Le PROGRÈS de L'ALLIER

Rubrique "Moulins" - Mardi 23 janvier 1934 :
Charles-Louis Philippe

Article non signé mais probablement de Barjavel, faisant le compte-rendu d'une conférence de M. Guitton sur C.L. Philippe.

La Conférence Bourbonnaise, consacrée à l'oeuvre de Charles-Louis Philippe, considérée au point de vue bourbonnais, a obtenu, devant un public très nombreux, un vif succès dû à la fois au mérite d'un écrivain né à Cérilly en 1874, et au talent de conférencier de M. Guitton, dont l'éloge n'est plus à faire.
M. Guitton s'est attaché à montrer combien l'enfance et l'adolescence de Philippe, affligé de bonne heure d'un abcès qui le défigure, ont été pénibles en raison de la souffrance morale qu'il éprouve. Sa sensibilité, très vive, en est encore accrue ; son esprit, très fin, se tourne vers la raillerie. Mais si les rieurs sont de son côté, il souffre au fond, car sa nature est bonne.
Cette difformité l'a vraisemblablement prédisposé à se tourner du côté des humbles, de tous ceux qu'il a vus dans la boutique de sabotier de son père, de tous les « gagne-petit » nombreux à cette époque sur ce coin de terre bourbonnaise. Son oeuvre sera le reflet de ses sentiments.

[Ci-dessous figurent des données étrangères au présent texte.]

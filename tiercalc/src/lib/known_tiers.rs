use crate::lib::tier::Tier;

/// Tiers known to be offered by the provider, sorted by vCPU then memory
pub static KNOWN_TIERS: [Tier; 27] = [
    Tier::new(1, 3840),
    Tier::new(2, 7680),
    Tier::new(2, 13312),
    Tier::new(4, 15360),
    Tier::new(4, 26624),
    Tier::new(6, 23040),
    Tier::new(6, 39936),
    Tier::new(8, 30720),
    Tier::new(8, 53248),
    Tier::new(10, 38400),
    Tier::new(10, 66560),
    Tier::new(12, 46080),
    Tier::new(12, 79872),
    Tier::new(16, 61440),
    Tier::new(16, 106496),
    Tier::new(24, 92160),
    Tier::new(24, 159744),
    Tier::new(32, 122880),
    Tier::new(32, 212992),
    Tier::new(48, 184320),
    Tier::new(48, 319488),
    Tier::new(64, 245760),
    Tier::new(64, 425984),
    Tier::new(80, 307200),
    Tier::new(80, 532480),
    Tier::new(96, 368640),
    Tier::new(96, 638976),
];

/// First known tier strictly above `(vcpu, memory_mb)`
pub fn find_next_above(vcpu: u32, memory_mb: u32) -> Option<Tier> {
    let query = Tier::new(vcpu, memory_mb);
    KNOWN_TIERS.iter().copied().find(|tier| *tier > query)
}

/// Last known tier strictly below `(vcpu, memory_mb)`
pub fn find_next_below(vcpu: u32, memory_mb: u32) -> Option<Tier> {
    let query = Tier::new(vcpu, memory_mb);
    KNOWN_TIERS.iter().rev().copied().find(|tier| *tier < query)
}

pub fn is_known(tier: Tier) -> bool {
    KNOWN_TIERS.binary_search(&tier).is_ok()
}

#[cfg(test)]
mod tests {
    use super::*;
    use crate::lib::constraints::is_valid_tier;

    #[test]
    fn test_table_is_sorted_and_valid() {
        assert!(KNOWN_TIERS.windows(2).all(|w| w[0] < w[1]));
        for tier in KNOWN_TIERS.iter() {
            assert!(is_valid_tier(*tier), "{tier} should be valid");
        }
    }

    #[test]
    fn test_find_next_above() {
        assert_eq!(find_next_above(1, 3840), Some(Tier::new(2, 7680)));
        assert_eq!(find_next_above(0, 0), Some(Tier::new(1, 3840)));
        assert_eq!(find_next_above(4, 16000), Some(Tier::new(4, 26624)));
        assert_eq!(find_next_above(4, 26624), Some(Tier::new(6, 23040)));
        assert_eq!(find_next_above(96, 638976), None);
        assert_eq!(find_next_above(200, 0), None);
    }

    #[test]
    fn test_find_next_below() {
        assert_eq!(find_next_below(8, 53248), Some(Tier::new(8, 30720)));
        assert_eq!(find_next_below(8, 30720), Some(Tier::new(6, 39936)));
        assert_eq!(find_next_below(2, 7680), Some(Tier::new(1, 3840)));
        assert_eq!(find_next_below(1, 3840), None);
        assert_eq!(find_next_below(1, 0), None);
        assert_eq!(find_next_below(200, 0), Some(Tier::new(96, 638976)));
    }

    #[test]
    fn test_is_known() {
        assert!(is_known(Tier::new(24, 92160)));
        assert!(!is_known(Tier::new(24, 36864)));
    }
}
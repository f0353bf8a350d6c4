use std::fmt;
use std::str::FromStr;

use once_cell::sync::Lazy;
use regex::Regex;
use serde::ser::{Serialize, SerializeStruct, Serializer};

use crate::lib::config::{MB_PER_GB, TIER_PREFIX};
use crate::lib::error::TierCalcError;

static TIER_PATTERN: Lazy<Regex> = Lazy::new(|| {
    Regex::new(&format!(r"^{}-(\d+)-(\d+)$", regex::escape(TIER_PREFIX)))
        .expect("tier pattern is a valid regex")
});

/// A custom machine tier: vCPU count and memory in MB
///
/// Ordering is by vCPU first, then memory.
#[derive(Debug, Clone, Copy, PartialEq, Eq, PartialOrd, Ord, Hash)]
pub struct Tier {
    pub vcpu: u32,
    pub memory_mb: u32,
}

impl Tier {
    pub const fn new(vcpu: u32, memory_mb: u32) -> Self {
        Self { vcpu, memory_mb }
    }

    pub fn memory_gb(&self) -> f64 {
        self.memory_mb as f64 / MB_PER_GB
    }

    /// Memory per vCPU in GB. Zero when the tier has no vCPUs.
    pub fn gb_per_vcpu(&self) -> f64 {
        if self.vcpu == 0 {
            return 0.0;
        }
        self.memory_gb() / self.vcpu as f64
    }
}

impl fmt::Display for Tier {
    fn fmt(&self, f: &mut fmt::Formatter<'_>) -> fmt::Result {
        write!(f, "{}-{}-{}", TIER_PREFIX, self.vcpu, self.memory_mb)
    }
}

impl FromStr for Tier {
    type Err = TierCalcError;

    fn from_str(s: &str) -> Result<Self, Self::Err> {
        let trimmed = s.trim();
        let captures = TIER_PATTERN
            .captures(trimmed)
            .ok_or_else(|| TierCalcError::InvalidTier(s.to_string()))?;

        let vcpu = captures[1]
            .parse::<u32>()
            .map_err(|_| TierCalcError::InvalidTierNumbers(trimmed.to_string()))?;
        let memory_mb = captures[2]
            .parse::<u32>()
            .map_err(|_| TierCalcError::InvalidTierNumbers(trimmed.to_string()))?;

        Ok(Tier { vcpu, memory_mb })
    }
}

impl Serialize for Tier {
    fn serialize<S: Serializer>(&self, serializer: S) -> Result<S::Ok, S::Error> {
        let mut state = serializer.serialize_struct("Tier", 3)?;
        state.serialize_field("tier", &self.to_string())?;
        state.serialize_field("vcpu", &self.vcpu)?;
        state.serialize_field("memory_mb", &self.memory_mb)?;
        state.end()
    }
}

Refusé à l'examen médical pour l'Ecole Polytechnique, à laquelle il préparait au lycée Banville, après avoir fait de brillantes études au lycée de Montluçon, Philippe devient employé de la Ville de Paris. Et alors il écrit. Doué d'un esprit d'observation profond, mis au service d'idées généreuses, il laisse tantôt déborder son amertume, presque sa révolte, pour bientôt en venir à l'apaisement, à la sérénité, à une sorte de philosphie à la fois pratique et élevée.

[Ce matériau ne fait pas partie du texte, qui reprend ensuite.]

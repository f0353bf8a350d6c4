use clap::Parser;
use tiercalc::{Cli, Mode, OutputFormat, Report, Tier, TierCalcError, calculate, render_text};

fn run(args: &[&str]) -> Result<String, TierCalcError> {
    let cli = Cli::try_parse_from(std::iter::once("tiercalc").chain(args.iter().copied()))
        .expect("arguments should parse");
    let mode = cli.mode()?;
    let outcome = calculate(&mode);
    match cli.output {
        OutputFormat::Text => Ok(render_text(&mode, &outcome)),
        OutputFormat::Json => Ok(serde_json::to_string(&Report::new(mode, outcome))?),
    }
}

#[test]
fn test_memory_report() {
    let text = run(&["--mem", "6G"]).unwrap();
    assert_eq!(
        text,
        "Recommended custom tier for 6144 MB RAM:\n\
         \x20 - vCPUs: 4\n\
         \x20 - Memory: 6144 MB (6.00 GB)\n\
         \x20 - Tier: db-custom-4-6144\n\
         \x20 - Memory per vCPU: 1.50 GB (valid range: 0.9-6.5 GB)\n"
    );
}

#[test]
fn test_memory_report_warns_on_invalid_result() {
    let text = run(&["--mem", "1000"]).unwrap();
    assert!(text.starts_with("Warning:"));
    assert!(text.contains("  - Tier: db-custom-3-3840"));
}

#[test]
fn test_bump_exceeding_report() {
    let text = run(&["--bump-mem", "db-custom-4-30720"]).unwrap();
    assert_eq!(
        text,
        "Tier db-custom-4-30720 already exceeds the maximum standard memory.\n\
         \x20 Current: 4 vCPUs, 30720 MB (30.00 GB) [7.50 GB/vCPU]\n\
         \x20 Max at 6.5 GB/vCPU: 4 vCPUs, 26624 MB (26.00 GB)\n"
    );
}

#[test]
fn test_check_downgrade_not_lower_report() {
    let text = run(&[
        "--check-downgrade",
        "db-custom-4-15360",
        "db-custom-8-30720",
    ])
    .unwrap();
    assert!(text.contains("  Valid downgrade: No"));
    assert!(text.contains("  Recommended tier is not lower than the current tier."));
    assert!(text.contains("  Suggested known lower tier: db-custom-2-13312"));
    assert!(!text.contains("Nearest valid tier"));
}

#[test]
fn test_downgrade_report() {
    let text = run(&["--downgrade", "db-custom-8-53248"]).unwrap();
    assert!(text.starts_with("Current tier: db-custom-8-53248\n"));
    assert!(text.contains("Suggested downgrade tier: db-custom-8-30720"));
    assert!(text.contains("  Memory per vCPU: 3.75 GB"));
}

#[test]
fn test_inspect_beyond_table() {
    let text = run(&["-t", "db-custom-96-638976"]).unwrap();
    assert!(text.contains("Next valid custom tier: db-custom-416-638976"));
}

#[test]
fn test_json_output() {
    let json = run(&["--output", "json", "--bump-mem", "db-custom-4-3840"]).unwrap();
    let value: serde_json::Value = serde_json::from_str(&json).unwrap();

    assert_eq!(value["metadata"]["mode"], "bump_memory");
    assert_eq!(value["input"]["tier"]["tier"], "db-custom-4-3840");
    assert_eq!(value["result"]["relation"], "bumped");
    assert_eq!(value["result"]["bumped"]["memory_mb"], 26624);
}

#[test]
fn test_json_downgrade_not_found_is_null() {
    let json = run(&["--output", "json", "--downgrade", "db-custom-1-3840"]).unwrap();
    let value: serde_json::Value = serde_json::from_str(&json).unwrap();
    assert!(value["result"]["suggestion"].is_null());
}

#[test]
fn test_malformed_inputs_fail() {
    for args in [
        &["--mem", "6TB"][..],
        &["--mem", "lots"][..],
        &["-t", "db-standard-4"][..],
        &["--bump-mem", "db-custom-4"][..],
        &["--check-downgrade", "db-custom-8-53248 nonsense"][..],
    ] {
        let err = run(args).unwrap_err();
        assert!(err.is_parse_error(), "{args:?} gave {err:?}");
    }

    let err = run(&["--check-downgrade", "db-custom-8-53248 a b"]).unwrap_err();
    assert!(matches!(err, TierCalcError::InvalidInput(_)));
}

#[test]
fn test_mode_resolution() {
    let cli = Cli::try_parse_from([
        "tiercalc",
        "--check-downgrade",
        "db-custom-8-53248",
        "db-custom-8-30720",
    ])
    .unwrap();
    assert_eq!(
        cli.mode().unwrap(),
        Mode::CheckDowngrade {
            current: Tier::new(8, 53248),
            recommended: Tier::new(8, 30720),
        }
    );
}
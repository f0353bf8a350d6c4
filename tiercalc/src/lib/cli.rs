use std::path::PathBuf;

use clap::{ArgGroup, Parser};
use serde::Serialize;

use crate::lib::error::{Result, TierCalcError};
use crate::lib::memory::MemoryQuantity;
use crate::lib::tier::Tier;

/// Custom Tier Calculator
///
/// Computes and validates custom machine tiers (vCPUs and memory) for
/// managed database instances.
#[derive(Parser, Debug)]
#[command(name = "tiercalc", author, version, about, styles=get_styles())]
#[command(group(
    ArgGroup::new("mode")
        .required(true)
        .multiple(false)
        .args(["cpu", "mem", "tier", "bump_mem", "check_downgrade", "downgrade"]),
))]
pub struct Cli {
    /// Number of vCPUs to size a tier for (e.g. 24, 48, 64)
    #[arg(long, value_name = "VCPUS", value_parser = clap::value_parser!(u32).range(1..))]
    pub cpu: Option<u32>,

    /// Memory to size a tier for (e.g. 6G, 6144M, 6144)
    #[arg(long, value_name = "MEMORY")]
    pub mem: Option<String>,

    /// Show the next known tier above an existing tier (e.g. db-custom-1-3840)
    #[arg(short, long, value_name = "TIER")]
    pub tier: Option<String>,

    /// Raise memory of an existing tier to the maximum for its vCPU count
    #[arg(long, value_name = "TIER")]
    pub bump_mem: Option<String>,

    /// Check whether RECOMMENDED is a valid downgrade from CURRENT
    ///
    /// Accepts two values, or a single quoted value holding both.
    #[arg(long, value_names = ["CURRENT", "RECOMMENDED"], num_args = 1..=2)]
    pub check_downgrade: Option<Vec<String>>,

    /// Suggest the next known tier below an existing tier (e.g. db-custom-8-53248)
    #[arg(long, value_name = "TIER")]
    pub downgrade: Option<String>,

    /// Enable verbose output
    #[arg(short, long)]
    pub verbose: bool,

    /// Only log errors
    #[arg(short, long, conflicts_with = "verbose")]
    pub quiet: bool,

    /// Output format: text (default) or json
    #[arg(long, value_name = "FORMAT", default_value = "text")]
    pub output: OutputFormat,

    /// Also write logs to a file (defaults to the platform data directory)
    #[arg(long, value_name = "PATH", num_args = 0..=1)]
    pub log_file: Option<Option<PathBuf>>,
}

/// Output format for calculator results
#[derive(Debug, Clone, Copy, PartialEq, Eq, clap::ValueEnum)]
pub enum OutputFormat {
    /// Human readable report
    Text,
    /// Output results as JSON
    Json,
}

/// The single calculation requested on the command line
#[derive(Debug, Clone, Copy, PartialEq, Serialize)]
#[serde(tag = "mode", rename_all = "snake_case")]
pub enum Mode {
    Cpu { vcpu: u32 },
    Memory { quantity: MemoryQuantity },
    Inspect { tier: Tier },
    BumpMemory { tier: Tier },
    CheckDowngrade { current: Tier, recommended: Tier },
    Downgrade { tier: Tier },
}

impl Mode {
    pub fn name(&self) -> &'static str {
        match self {
            Mode::Cpu { .. } => "cpu",
            Mode::Memory { .. } => "memory",
            Mode::Inspect { .. } => "inspect",
            Mode::BumpMemory { .. } => "bump_memory",
            Mode::CheckDowngrade { .. } => "check_downgrade",
            Mode::Downgrade { .. } => "downgrade",
        }
    }
}

impl Cli {
    /// Parse the selected mode's arguments into typed values
    pub fn mode(&self) -> Result<Mode> {
        if let Some(vcpu) = self.cpu {
            return Ok(Mode::Cpu { vcpu });
        }
        if let Some(mem) = &self.mem {
            return Ok(Mode::Memory {
                quantity: mem.parse()?,
            });
        }
        if let Some(tier) = &self.tier {
            return Ok(Mode::Inspect {
                tier: tier.parse()?,
            });
        }
        if let Some(tier) = &self.bump_mem {
            return Ok(Mode::BumpMemory {
                tier: tier.parse()?,
            });
        }
        if let Some(values) = &self.check_downgrade {
            let (current, recommended) = split_tier_pair(values)?;
            return Ok(Mode::CheckDowngrade {
                current: current.parse()?,
                recommended: recommended.parse()?,
            });
        }
        if let Some(tier) = &self.downgrade {
            return Ok(Mode::Downgrade {
                tier: tier.parse()?,
            });
        }

        Err(TierCalcError::InvalidInput(
            "one of --cpu, --mem, --tier, --bump-mem, --check-downgrade or --downgrade is required"
                .to_string(),
        ))
    }
}

fn split_tier_pair(values: &[String]) -> Result<(&str, &str)> {
    let parts: Vec<&str> = values.iter().flat_map(|v| v.split_whitespace()).collect();
    match parts.as_slice() {
        [current, recommended] => Ok((*current, *recommended)),
        _ => Err(TierCalcError::InvalidInput(
            "--check-downgrade expects '<current-tier> <recommended-tier>'".to_string(),
        )),
    }
}

/// Set color and variants for help description
///
/// Thanks to [Praveen Perera](https://stackoverflow.com/a/76916424)
fn get_styles() -> clap::builder::Styles {
    clap::builder::Styles::styled()
        .usage(
            anstyle::Style::new()
                .bold()
                .underline()
                .fg_color(Some(anstyle::Color::Ansi(anstyle::AnsiColor::Yellow))),
        )
        .header(
            anstyle::Style::new()
                .bold()
                .underline()
                .fg_color(Some(anstyle::Color::Ansi(anstyle::AnsiColor::Yellow))),
        )
        .literal(
            anstyle::Style::new().fg_color(Some(anstyle::Color::Ansi(anstyle::AnsiColor::Green))),
        )
        .invalid(
            anstyle::Style::new()
                .bold()
                .fg_color(Some(anstyle::Color::Ansi(anstyle::AnsiColor::Red))),
        )
        .error(
            anstyle::Style::new()
                .bold()
                .fg_color(Some(anstyle::Color::Ansi(anstyle::AnsiColor::Red))),
        )
        .valid(
            anstyle::Style::new()
                .bold()
                .underline()
                .fg_color(Some(anstyle::Color::Ansi(anstyle::AnsiColor::Green))),
        )
        .placeholder(
            anstyle::Style::new().fg_color(Some(anstyle::Color::Ansi(anstyle::AnsiColor::White))),
        )
}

Le Bourbonnais lui doit ces croquis de gens qu'il a connus et observés, croquis malicieux parfois, pleins de vie et de vérité. Il lui doit les meilleures pages de « La Mère et l'Enfant », de « Charles Blanchard ».
M. Guitton, par la lecture très expressive de passages caractéristiques, met mieux en relief encore le talent de Philippe. Notre compatriote, mort à 35 ans, au moment où s'affirmaient sa personnalité et ses mérites qui le classent parmi les écrivains de marque, avait montré ce que peut faire, d'une façon simple, en racontant des choses simples, un romancier. Philippe aurait certainement donné une sorte d'épopée complète, qui aurait mis en lumière ce que tout le monde doit rechercher, s'il est sage : le goût du travail, de la bonté, de la beauté.

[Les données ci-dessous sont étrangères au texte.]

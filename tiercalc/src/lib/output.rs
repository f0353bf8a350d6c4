use std::fmt::Write;

use serde::Serialize;

use crate::lib::cli::Mode;
use crate::lib::config::{MAX_GB_PER_VCPU, MIN_GB_PER_VCPU};
use crate::lib::recommender::{
    BumpRelation, DowngradeReport, DowngradeSuggestion, MemoryBump, NextTier, Outcome,
    Recommendation, TierInspection,
};
use crate::lib::tier::Tier;

/// Top-level JSON output structure
#[derive(Debug, Clone, Serialize)]
pub struct Report {
    pub metadata: ReportMetadata,
    pub input: Mode,
    pub result: Outcome,
}

#[derive(Debug, Clone, Serialize)]
pub struct ReportMetadata {
    pub generated_at: String,
    pub mode: String,
    pub valid_gb_per_vcpu: (f64, f64),
}

impl Report {
    pub fn new(input: Mode, result: Outcome) -> Self {
        Self {
            metadata: ReportMetadata {
                generated_at: chrono::Utc::now().to_rfc3339(),
                mode: input.name().to_string(),
                valid_gb_per_vcpu: (MIN_GB_PER_VCPU, MAX_GB_PER_VCPU),
            },
            input,
            result,
        }
    }
}

fn valid_range() -> String {
    format!("valid range: {}-{} GB", MIN_GB_PER_VCPU, MAX_GB_PER_VCPU)
}

/// Render the human readable report for `outcome`
pub fn render_text(input: &Mode, outcome: &Outcome) -> String {
    let mut out = String::new();
    // Writing into a String never fails
    let _ = match (input, outcome) {
        (Mode::Cpu { vcpu }, Outcome::Recommendation(rec)) => {
            render_cpu_recommendation(&mut out, *vcpu, rec)
        }
        (Mode::Memory { .. }, Outcome::Recommendation(rec)) => {
            render_memory_recommendation(&mut out, rec)
        }
        (_, Outcome::Inspection(inspection)) => render_inspection(&mut out, inspection),
        (_, Outcome::Bump(bump)) => render_bump(&mut out, bump),
        (_, Outcome::Downgrade(report)) => render_downgrade_check(&mut out, report),
        (_, Outcome::Suggestion(suggestion)) => render_downgrade_suggestion(&mut out, suggestion),
        (_, Outcome::Recommendation(rec)) => render_memory_recommendation(&mut out, rec),
    };
    out
}

fn warning(out: &mut String, rec: &Recommendation) -> std::fmt::Result {
    if !rec.valid {
        writeln!(
            out,
            "Warning: The calculated tier may not be valid. Please check the constraints."
        )?;
    }
    Ok(())
}

fn render_cpu_recommendation(
    out: &mut String,
    vcpu: u32,
    rec: &Recommendation,
) -> std::fmt::Result {
    let tier = rec.tier;
    warning(out, rec)?;
    writeln!(out, "Recommended custom tier for {} vCPUs:", vcpu)?;
    writeln!(out, "  - Memory: {} MB ({:.2} GB)", tier.memory_mb, tier.memory_gb())?;
    writeln!(out, "  - Tier: {}", tier)?;
    writeln!(
        out,
        "  - Memory per vCPU: {:.2} GB ({})",
        tier.gb_per_vcpu(),
        valid_range()
    )
}

fn render_memory_recommendation(out: &mut String, rec: &Recommendation) -> std::fmt::Result {
    let tier = rec.tier;
    warning(out, rec)?;
    writeln!(out, "Recommended custom tier for {} MB RAM:", tier.memory_mb)?;
    writeln!(out, "  - vCPUs: {}", tier.vcpu)?;
    writeln!(out, "  - Memory: {} MB ({:.2} GB)", tier.memory_mb, tier.memory_gb())?;
    writeln!(out, "  - Tier: {}", tier)?;
    writeln!(
        out,
        "  - Memory per vCPU: {:.2} GB ({})",
        tier.gb_per_vcpu(),
        valid_range()
    )
}

fn render_inspection(out: &mut String, inspection: &TierInspection) -> std::fmt::Result {
    let tier = inspection.tier;
    writeln!(
        out,
        "Parsed tier: CPUs={}, RAM={} MB - Valid: {}",
        tier.vcpu, tier.memory_mb, inspection.valid
    )?;
    match inspection.next {
        NextTier::NextKnown(next) => {
            writeln!(out, "Next known working custom tier: {}", next)?;
            writeln!(out, "  CPUs: {}", next.vcpu)?;
            writeln!(out, "  RAM: {} MB ({:.2} GB)", next.memory_mb, next.memory_gb())
        }
        NextTier::NextValid(next) => {
            writeln!(out, "Next valid custom tier: {}", next)?;
            writeln!(out, "  CPUs: {}", next.vcpu)?;
            writeln!(out, "  RAM: {} MB ({:.2} GB)", next.memory_mb, next.memory_gb())
        }
        NextTier::AlreadyValid => writeln!(out, "This is already a valid custom tier."),
    }
}

fn describe(tier: &Tier) -> String {
    format!(
        "{} vCPUs, {} MB ({:.2} GB) [{:.2} GB/vCPU]",
        tier.vcpu,
        tier.memory_mb,
        tier.memory_gb(),
        tier.gb_per_vcpu()
    )
}

fn render_bump(out: &mut String, bump: &MemoryBump) -> std::fmt::Result {
    let current = bump.current;
    let bumped = bump.bumped;
    match bump.relation {
        BumpRelation::AlreadyMax => writeln!(
            out,
            "Tier {} is already at the maximum memory level of {:.2} GB ({} GB/vCPU).",
            current,
            bumped.memory_gb(),
            MAX_GB_PER_VCPU
        ),
        BumpRelation::AlreadyExceedsMax => {
            writeln!(out, "Tier {} already exceeds the maximum standard memory.", current)?;
            writeln!(out, "  Current: {}", describe(&current))?;
            writeln!(
                out,
                "  Max at {} GB/vCPU: {} vCPUs, {} MB ({:.2} GB)",
                MAX_GB_PER_VCPU,
                bumped.vcpu,
                bumped.memory_mb,
                bumped.memory_gb()
            )
        }
        BumpRelation::Bumped => {
            writeln!(out, "Bumping memory for tier {}:", current)?;
            writeln!(out, "  Current: {}", describe(&current))?;
            writeln!(out, "  New: {}", describe(&bumped))?;
            writeln!(out, "  New Tier: {}", bumped)
        }
    }
}

fn render_downgrade_check(out: &mut String, report: &DowngradeReport) -> std::fmt::Result {
    let current = report.current;
    let recommended = report.recommended;
    writeln!(out, "Checking downgrade from {} to {}:", current, recommended)?;
    writeln!(
        out,
        "  Current: {} vCPUs, {} MB ({:.2} GB) - Valid: {}",
        current.vcpu,
        current.memory_mb,
        current.memory_gb(),
        report.current_valid
    )?;
    writeln!(
        out,
        "  Recommended: {} vCPUs, {} MB ({:.2} GB) - Valid: {}",
        recommended.vcpu,
        recommended.memory_mb,
        recommended.memory_gb(),
        report.recommended_valid
    )?;

    if report.is_downgrade() {
        return writeln!(out, "  Valid downgrade: Yes");
    }

    writeln!(out, "  Valid downgrade: No")?;
    if let Some(nearest) = report.nearest_valid {
        let tier = nearest.tier;
        writeln!(
            out,
            "  Nearest valid tier: {} ({} vCPUs, {} MB, {:.2} GB)",
            tier,
            tier.vcpu,
            tier.memory_mb,
            tier.memory_gb()
        )?;
        if nearest.is_downgrade {
            writeln!(out, "  This adjusted tier is a valid downgrade.")?;
        }
    }
    if !report.is_lower {
        writeln!(out, "  Recommended tier is not lower than the current tier.")?;
    }
    match report.known_lower {
        Some(tier) => writeln!(
            out,
            "  Suggested known lower tier: {} ({} vCPUs, {} MB, {:.2} GB)",
            tier,
            tier.vcpu,
            tier.memory_mb,
            tier.memory_gb()
        ),
        None => writeln!(out, "  No lower tier found in known list."),
    }
}

fn render_downgrade_suggestion(
    out: &mut String,
    suggestion: &DowngradeSuggestion,
) -> std::fmt::Result {
    let current = suggestion.current;
    writeln!(out, "Current tier: {}", current)?;
    writeln!(
        out,
        "  CPUs: {}, RAM: {} MB ({:.2} GB) - Valid: {}",
        current.vcpu,
        current.memory_mb,
        current.memory_gb(),
        suggestion.current_valid
    )?;
    writeln!(
        out,
        "  Memory per vCPU: {:.2} GB ({})",
        current.gb_per_vcpu(),
        valid_range()
    )?;

    match suggestion.suggestion {
        Some(tier) => {
            writeln!(out, "Suggested downgrade tier: {}", tier)?;
            writeln!(
                out,
                "  CPUs: {}, RAM: {} MB ({:.2} GB)",
                tier.vcpu,
                tier.memory_mb,
                tier.memory_gb()
            )?;
            writeln!(out, "  Memory per vCPU: {:.2} GB", tier.gb_per_vcpu())
        }
        None => writeln!(out, "Already at the lowest known tier."),
    }
}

Très applaudi, M. Guitton a su montrer qu'un véritable écrivain doit une grande partie de ses qualités au terroir qui l'a vu naître, et dans lequel il a vécu, car Philippe, tout en séjournant à Paris, n'a pas été un déraciné, ce qu'il faut encore retenir.
Remercions M. Guitton d'avoir fait revivre un instant l'homme et l'écrivain, un de ceux dont le Bourbonnais peut le mieux s'enorgueillir, et qui mérite d'être encore plus connu et goûté.